Tema: Concurso de pessoas

Professor: Daniel Gondim P. Anunciação

CONCEITO E TEORIAS
O concurso de pessoas ocorre quando duas ou mais pessoas concorrem para sua
efetivação de um crime. É necessário, entretanto, que estejamos diante de um delito
unissubjetivo/monossubjetivo ou de concurso eventual. Ou seja, aquele que, em regra, é
praticado por apenas um sujeito, mas que admite o concurso de agentes, como a coautoria e
a participação.

Existem três teorias principais que tratam do concurso de pessoas: a teoria monista,
dualista e pluralista. Uma dessas teorias é adotada como regra, enquanto as demais são tidas
como exceção.

A teoria monista ou unitária é a adotada como regra pelo Código Penal, no


artigo 29, caput, ao prescrever:

Quem, de qualquer modo, concorre para o crime incide


nas penas a este cominadas, na medida de sua
culpabilidade.

Portanto, todos aqueles que concorrem para um delito, seja como executor, coautor
ou partícipe, são autores dele e responderão pelo mesmo crime.
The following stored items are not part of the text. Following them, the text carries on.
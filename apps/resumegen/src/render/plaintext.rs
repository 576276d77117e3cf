//! Plain-text outputter. Values are inserted verbatim after whitespace normalisation.

use crate::config::Config;
use crate::models::{Identity, Job, Metadata, Reference, School};

use super::escape::normalize_whitespace;
use super::wrap::fill;
use super::{split_phone, Outputter};

pub struct Plaintext {
    list_width: usize,
    summary_width: usize,
}

impl Plaintext {
    pub fn new(config: &Config) -> Self {
        Plaintext {
            list_width: config.list_width,
            summary_width: config.summary_width,
        }
    }
}

/// Pushes `Label: value` when the value is present.
fn labelled(lines: &mut Vec<String>, label: &str, value: Option<String>) {
    if let Some(value) = value {
        lines.push(format!("{label}: {value}"));
    }
}

impl Outputter for Plaintext {
    fn escape_fragment(&self, text: &str) -> String {
        text.to_string()
    }

    fn format_url(&self, url: &str) -> String {
        url.to_string()
    }

    fn format_email(&self, email: &str) -> String {
        normalize_whitespace(email)
    }

    fn format_phone(&self, phone: &str) -> String {
        match split_phone(phone) {
            Some((area, exchange, line)) => format!("({area}){exchange}-{line}"),
            None => normalize_whitespace(phone),
        }
    }

    fn format_heading(&self, heading: &str, level: u8) -> String {
        let underline = if level == 1 { "=" } else { "-" };
        format!(
            "{heading}\n{}",
            underline.repeat(heading.chars().count())
        )
    }

    fn format_list(&self, items: &[String]) -> String {
        items
            .iter()
            .map(|item| fill(&format!("* {item}"), self.list_width, "  "))
            .collect::<Vec<_>>()
            .join("\n")
    }

    fn format_date_range(&self, start: Option<&str>, end: Option<&str>) -> Option<String> {
        match (start, end) {
            (Some(s), Some(e)) => Some(format!("{} - {}", self.escape(s), self.escape(e))),
            (Some(d), None) | (None, Some(d)) => Some(self.escape(d)),
            (None, None) => None,
        }
    }

    fn format_summary(&self, summary: &str) -> String {
        fill(&self.format_text(summary), self.summary_width, "")
    }

    fn preamble(&self, _metadata: &Metadata) -> String {
        String::new()
    }

    fn postamble(&self) -> Option<String> {
        None
    }

    fn header(&self, identity: &Identity) -> String {
        let mut lines = vec![self.escape(&identity.name)];
        labelled(&mut lines, "Address", identity.address.as_deref().map(|a| self.escape(a)));
        labelled(&mut lines, "Phone", identity.phone.as_deref().map(|p| self.format_phone(p)));
        labelled(&mut lines, "Email", identity.email.as_deref().map(|e| self.format_email(e)));
        lines.join("\n")
    }

    fn job(&self, job: &Job) -> String {
        let title = job.title.as_deref().map(|t| self.escape(t));
        let dates = self.format_date_range(job.start.as_deref(), job.end.as_deref());
        let heading = match (title, dates) {
            (Some(t), Some(d)) => Some(format!("{t} ({d})")),
            (Some(h), None) | (None, Some(h)) => Some(h),
            (None, None) => None,
        };

        let mut lines = Vec::new();
        if let Some(heading) = heading {
            lines.push(self.format_heading(&heading, 2));
        }
        labelled(&mut lines, "Organization", job.organization.as_deref().map(|o| self.escape(o)));
        labelled(&mut lines, "Location", job.location.as_deref().map(|l| self.escape(l)));
        if !job.experiences.is_empty() {
            let items: Vec<String> = job.experiences.iter().map(|e| self.format_text(e)).collect();
            lines.push(self.format_list(&items));
        }
        lines.join("\n")
    }

    fn school(&self, school: &School) -> String {
        let mut lines = Vec::new();
        if let Some(name) = &school.name {
            lines.push(self.format_heading(&self.escape(name), 2));
        }
        labelled(&mut lines, "Graduated", school.graduated.as_deref().map(|g| self.escape(g)));
        labelled(&mut lines, "Degree", school.degree.as_deref().map(|d| self.escape(d)));
        labelled(&mut lines, "Overall G.P.A.", school.gpa.as_deref().map(|g| self.escape(g)));
        if !school.awards.is_empty() {
            let items: Vec<String> = school.awards.iter().map(|a| self.format_text(a)).collect();
            lines.push("Awards and designations:".to_string());
            lines.push(self.format_list(&items));
        }
        lines.join("\n")
    }

    fn reference(&self, reference: &Reference) -> String {
        let mut lines = Vec::new();
        if let Some(name) = &reference.name {
            lines.push(self.format_heading(&self.escape(name), 2));
        }
        labelled(&mut lines, "Relationship", reference.relationship.as_deref().map(|r| self.escape(r)));
        labelled(&mut lines, "Email", reference.email.as_deref().map(|e| self.format_email(e)));
        labelled(&mut lines, "Phone", reference.phone.as_deref().map(|p| self.format_phone(p)));
        lines.join("\n")
    }
}
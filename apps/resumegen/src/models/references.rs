use serde::Deserialize;

use super::{lenient_text, Identity, Metadata};

/// A single referee. Contact values are display strings only.
#[derive(Debug, Clone, Default, PartialEq, Deserialize)]
pub struct Reference {
    #[serde(default, deserialize_with = "lenient_text")]
    pub name: Option<String>,
    #[serde(default, deserialize_with = "lenient_text")]
    pub relationship: Option<String>,
    #[serde(default, deserialize_with = "lenient_text")]
    pub email: Option<String>,
    #[serde(default, deserialize_with = "lenient_text")]
    pub phone: Option<String>,
}

#[derive(Debug, Clone, PartialEq)]
pub struct ReferencesRecord {
    pub metadata: Metadata,
    pub identity: Identity,
    pub references: Vec<Reference>,
}

#[cfg(test)]
mod tests {
    use super::*;
    use serde_json::json;

    #[test]
    fn test_reference_values_are_opaque() {
        let reference: Reference = serde_json::from_value(json!({
            "name": "Sam Roe",
            "relationship": "Colleague & Manager",
            "email": "not really an email",
            "phone": 5551234567u64,
            "notes": "ignored"
        }))
        .unwrap();
        assert_eq!(reference.relationship.as_deref(), Some("Colleague & Manager"));
        assert_eq!(reference.email.as_deref(), Some("not really an email"));
        assert_eq!(reference.phone.as_deref(), Some("5551234567"));
    }
}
No que se refere à aplicação da pena, no caso concreto, cada agente responderá na


medida de sua culpabilidade, em um reforço e respeito ao princípio constitucional da
individualização da pena, conforme dispõe a parte final do referido artigo:

[...] na medida de sua culpabilidade.

Logo, embora os agentes respondam pelo mesmo crime, poderão ter pena fixada em
quantia diferenciada.
A exemplo, três agentes que concorrem para um homicídio. O primeiro empresta uma
faca para que o segundo a utilize na execução do crime, enquanto o terceiro dá carona ao
segundo para fugir do local.

Neste caso, conforme a teoria monista, todos responderão pelo homicídio, na medida
de sua culpabilidade, uma vez que o segundo agente que consumou o delito tem culpabilidade
maior que os demais agentes, devendo receber uma pena maior.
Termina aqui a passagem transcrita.